## Your instructions
Could every line below be written out exactly as it appears?

━━━━━ Input material

//! Backend poller: feeds the dashboard from REST snapshots.
//!
//! Same daemon shape as the stream adapter and the demo runner:
//! `new()` + `start()` spawns the task, `run()` ticks an interval and sends
//! [`PollEvent`]s over an mpsc channel until the receiver is dropped or the
//! token is cancelled.
//!
//! When configured with a [`SimulationRequest`], the poller first starts a
//! full run and forwards its results before polling.

use std::time::Duration;

use tokio::sync::mpsc;
use tokio::time::MissedTickBehavior;
use tokio_util::sync::CancellationToken;

use super::api::BackendClient;
use super::error::ClientError;
use crate::model::{
    CurrentState, JammingAnalysis, MissionMetrics, SimulationRequest, SimulationResults,
    TrajectoryPoint,
};

/// Default time between snapshots.
pub const DEFAULT_POLL_INTERVAL: Duration = Duration::from_secs(2);

const MIN_POLL_INTERVAL: Duration = Duration::from_millis(100);

/// One round of REST reads.
///
/// Fields the backend cannot serve yet (no simulator) are `None` or empty.
#[derive(Debug, Clone, PartialEq, Default)]
pub struct BackendSnapshot {
    pub state: Option<CurrentState>,
    pub trajectory: Vec<TrajectoryPoint>,
    pub metrics: Option<MissionMetrics>,
    pub analysis: Option<JammingAnalysis>,
}

impl BackendSnapshot {
    /// True when no simulation has run on the backend yet.
    pub fn is_empty(&self) -> bool {
        self.state.is_none() && self.trajectory.is_empty() && self.metrics.is_none()
    }
}

/// Events emitted by the poller.
#[derive(Debug, Clone, PartialEq)]
pub enum PollEvent {
    /// Results of the run the poller started.
    Results(Box<SimulationResults>),
    Snapshot(Box<BackendSnapshot>),
    /// A request failed. Polling continues.
    Failed(String),
}

#[derive(Debug, Clone, PartialEq)]
pub struct PollerConfig {
    pub interval: Duration,
    pub trajectory_limit: usize,
    /// Run to start before the first snapshot.
    pub initial_run: Option<SimulationRequest>,
}

impl PollerConfig {
    pub fn new(interval: Duration, trajectory_limit: usize) -> Self {
        Self {
            interval: interval.max(MIN_POLL_INTERVAL),
            trajectory_limit,
            initial_run: None,
        }
    }

    pub fn with_initial_run(mut self, request: SimulationRequest) -> Self {
        self.initial_run = Some(request);
        self
    }
}

/// REST polling daemon.
pub struct BackendPoller<C: BackendClient> {
    client: C,
    config: PollerConfig,
    events_tx: mpsc::Sender<PollEvent>,
    cancel: CancellationToken,
}

impl<C: BackendClient + 'static> BackendPoller<C> {
    pub fn new(
        client: C,
        config: PollerConfig,
        events_tx: mpsc::Sender<PollEvent>,
        cancel: CancellationToken,
    ) -> Self {
        Self {
            client,
            config,
            events_tx,
            cancel,
        }
    }

    /// Start the poller as an async task.
    ///
    /// The task resolves to the number of snapshots sent.
    pub fn start(self) -> tokio::task::JoinHandle<u64> {
        tokio::spawn(async move { self.run().await })
    }

    pub async fn run(self) -> u64 {
        tracing::info!(
            interval_ms = self.config.interval.as_millis() as u64,
            initial_run = self.config.initial_run.is_some(),
            "Backend poller started"
        );

        if let Some(request) = self.config.initial_run {
            let result = tokio::select! {
                _ = self.cancel.cancelled() => return 0,
                result = self.client.run_simulation(request) => result,
            };
            let event = match result {
                Ok(results) => {
                    tracing::info!(
                        samples = results.trajectory_data.len(),
                        status = %results.status,
                        "Simulation run finished"
                    );
                    PollEvent::Results(Box::new(results))
                }
                Err(e) => {
                    tracing::warn!(error = %e, "Simulation run failed");
                    PollEvent::Failed(e.to_string())
                }
            };
            if self.events_tx.send(event).await.is_err() {
                return 0;
            }
        }

        let mut interval = tokio::time::interval(self.config.interval);
        interval.set_missed_tick_behavior(MissedTickBehavior::Skip);
        let mut sent: u64 = 0;

        loop {
            tokio::select! {
                _ = self.cancel.cancelled() => {
                    tracing::debug!("Backend poller cancelled");
                    break;
                }
                _ = interval.tick() => {}
            }

            let event = match fetch_snapshot(&self.client, self.config.trajectory_limit).await {
                Ok(snapshot) => PollEvent::Snapshot(Box::new(snapshot)),
                Err(e) => {
                    tracing::warn!(error = %e, "Backend poll failed");
                    PollEvent::Failed(e.to_string())
                }
            };
            if self.events_tx.send(event).await.is_err() {
                tracing::debug!("Poll channel closed, stopping");
                break;
            }
            sent += 1;
        }

        tracing::info!(snapshots = sent, "Backend poller stopped");
        sent
    }
}

/// Read state, trajectory, metrics and jamming analysis in one round.
///
/// A backend without a simulator yields an empty snapshot rather than an
/// error. Any other failure aborts the round.
pub async fn fetch_snapshot<C: BackendClient>(
    client: &C,
    trajectory_limit: usize,
) -> Result<BackendSnapshot, ClientError> {
    let state = not_ready_as_none(client.current_state().await)?;
    if state.is_none() {
        return Ok(BackendSnapshot::default());
    }

    let trajectory = not_ready_as_none(client.trajectory(trajectory_limit).await)?
        .map(|page| page.trajectory)
        .unwrap_or_default();
    let metrics = not_ready_as_none(client.metrics().await)?;
    let analysis = not_ready_as_none(client.jamming_analysis().await)?;

    Ok(BackendSnapshot {
        state,
        trajectory,
        metrics,
        analysis,
    })
}

fn not_ready_as_none<T>(result: Result<T, ClientError>) -> Result<Option<T>, ClientError> {
    match result {
        Ok(value) => Ok(Some(value)),
        Err(ClientError::NotInitialized(_)) => Ok(None),
        Err(e) => Err(e),
    }
}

━━━━━━━━━━

## Result for this exercise
//! Backend poller: feeds the dashboard from REST snapshots.
//!
//! Same daemon shape as the stream adapter and the demo runner:
//! `new()` + `start()` spawns the task, `run()` ticks an interval and sends
//! [`PollEvent`]s over an mpsc channel until the receiver is dropped or the
//! token is cancelled.
//!
//! When configured with a [`SimulationRequest`], the poller first starts a
//! full run and forwards its results before polling.

use std::time::Duration;

use tokio::sync::mpsc;
use tokio::time::MissedTickBehavior;
use tokio_util::sync::CancellationToken;

use super::api::BackendClient;
use super::error::ClientError;
use crate::model::{
    CurrentState, JammingAnalysis, MissionMetrics, SimulationRequest, SimulationResults,
    TrajectoryPoint,
};

/// Default time between snapshots.
pub const DEFAULT_POLL_INTERVAL: Duration = Duration::from_secs(2);

const MIN_POLL_INTERVAL: Duration = Duration::from_millis(100);

/// One round of REST reads.
///
/// Fields the backend cannot serve yet (no simulator) are `None` or empty.
#[derive(Debug, Clone, PartialEq, Default)]
pub struct BackendSnapshot {
    pub state: Option<CurrentState>,
    pub trajectory: Vec<TrajectoryPoint>,
    pub metrics: Option<MissionMetrics>,
    pub analysis: Option<JammingAnalysis>,
}

impl BackendSnapshot {
    /// True when no simulation has run on the backend yet.
    pub fn is_empty(&self) -> bool {
        self.state.is_none() && self.trajectory.is_empty() && self.metrics.is_none()
    }
}

/// Events emitted by the poller.
#[derive(Debug, Clone, PartialEq)]
pub enum PollEvent {
    /// Results of the run the poller started.
    Results(Box<SimulationResults>),
    Snapshot(Box<BackendSnapshot>),
    /// A request failed. Polling continues.
    Failed(String),
}

#[derive(Debug, Clone, PartialEq)]
pub struct PollerConfig {
    pub interval: Duration,
    pub trajectory_limit: usize,
    /// Run to start before the first snapshot.
    pub initial_run: Option<SimulationRequest>,
}

impl PollerConfig {
    pub fn new(interval: Duration, trajectory_limit: usize) -> Self {
        Self {
            interval: interval.max(MIN_POLL_INTERVAL),
            trajectory_limit,
            initial_run: None,
        }
    }

    pub fn with_initial_run(mut self, request: SimulationRequest) -> Self {
        self.initial_run = Some(request);
        self
    }
}

/// REST polling daemon.
pub struct BackendPoller<C: BackendClient> {
    client: C,
    config: PollerConfig,
    events_tx: mpsc::Sender<PollEvent>,
    cancel: CancellationToken,
}

impl<C: BackendClient + 'static> BackendPoller<C> {
    pub fn new(
        client: C,
        config: PollerConfig,
        events_tx: mpsc::Sender<PollEvent>,
        cancel: CancellationToken,
    ) -> Self {
        Self {
            client,
            config,
            events_tx,
            cancel,
        }
    }

    /// Start the poller as an async task.
    ///
    /// The task resolves to the number of snapshots sent.
    pub fn start(self) -> tokio::task::JoinHandle<u64> {
        tokio::spawn(async move { self.run().await })
    }

    pub async fn run(self) -> u64 {
        tracing::info!(
            interval_ms = self.config.interval.as_millis() as u64,
            initial_run = self.config.initial_run.is_some(),
            "Backend poller started"
        );

        if let Some(request) = self.config.initial_run {
            let result = tokio::select! {
                _ = self.cancel.cancelled() => return 0,
                result = self.client.run_simulation(request) => result,
            };
            let event = match result {
                Ok(results) => {
                    tracing::info!(
                        samples = results.trajectory_data.len(),
                        status = %results.status,
                        "Simulation run finished"
                    );
                    PollEvent::Results(Box::new(results))
                }
                Err(e) => {
                    tracing::warn!(error = %e, "Simulation run failed");
                    PollEvent::Failed(e.to_string())
                }
            };
            if self.events_tx.send(event).await.is_err() {
                return 0;
            }
        }

        let mut interval = tokio::time::interval(self.config.interval);
        interval.set_missed_tick_behavior(MissedTickBehavior::Skip);
        let mut sent: u64 = 0;

        loop {
            tokio::select! {
                _ = self.cancel.cancelled() => {
                    tracing::debug!("Backend poller cancelled");
                    break;
                }
                _ = interval.tick() => {}
            }

            let event = match fetch_snapshot(&self.client, self.config.trajectory_limit).await {
                Ok(snapshot) => PollEvent::Snapshot(Box::new(snapshot)),
                Err(e) => {
                    tracing::warn!(error = %e, "Backend poll failed");
                    PollEvent::Failed(e.to_string())
                }
            };
            if self.events_tx.send(event).await.is_err() {
                tracing::debug!("Poll channel closed, stopping");
                break;
            }
            sent += 1;
        }

        tracing::info!(snapshots = sent, "Backend poller stopped");
        sent
    }
}

/// Read state, trajectory, metrics and jamming analysis in one round.
///
/// A backend without a simulator yields an empty snapshot rather than an
/// error. Any other failure aborts the round.
pub async fn fetch_snapshot<C: BackendClient>(
    client: &C,
    trajectory_limit: usize,
) -> Result<BackendSnapshot, ClientError> {
    let state = not_ready_as_none(client.current_state().await)?;
    if state.is_none() {
        return Ok(BackendSnapshot::default());
    }

    let trajectory = not_ready_as_none(client.trajectory(trajectory_limit).await)?
        .map(|page| page.trajectory)
        .unwrap_or_default();
    let metrics = not_ready_as_none(client.metrics().await)?;
    let analysis = not_ready_as_none(client.jamming_analysis().await)?;

    Ok(BackendSnapshot {
        state,
        trajectory,
        metrics,
        analysis,
    })
}

fn not_ready_as_none<T>(result: Result<T, ClientError>) -> Result<Option<T>, ClientError> {
    match result {
        Ok(value) => Ok(Some(value)),
        Err(ClientError::NotInitialized(_)) => Ok(None),
        Err(e) => Err(e),
    }
}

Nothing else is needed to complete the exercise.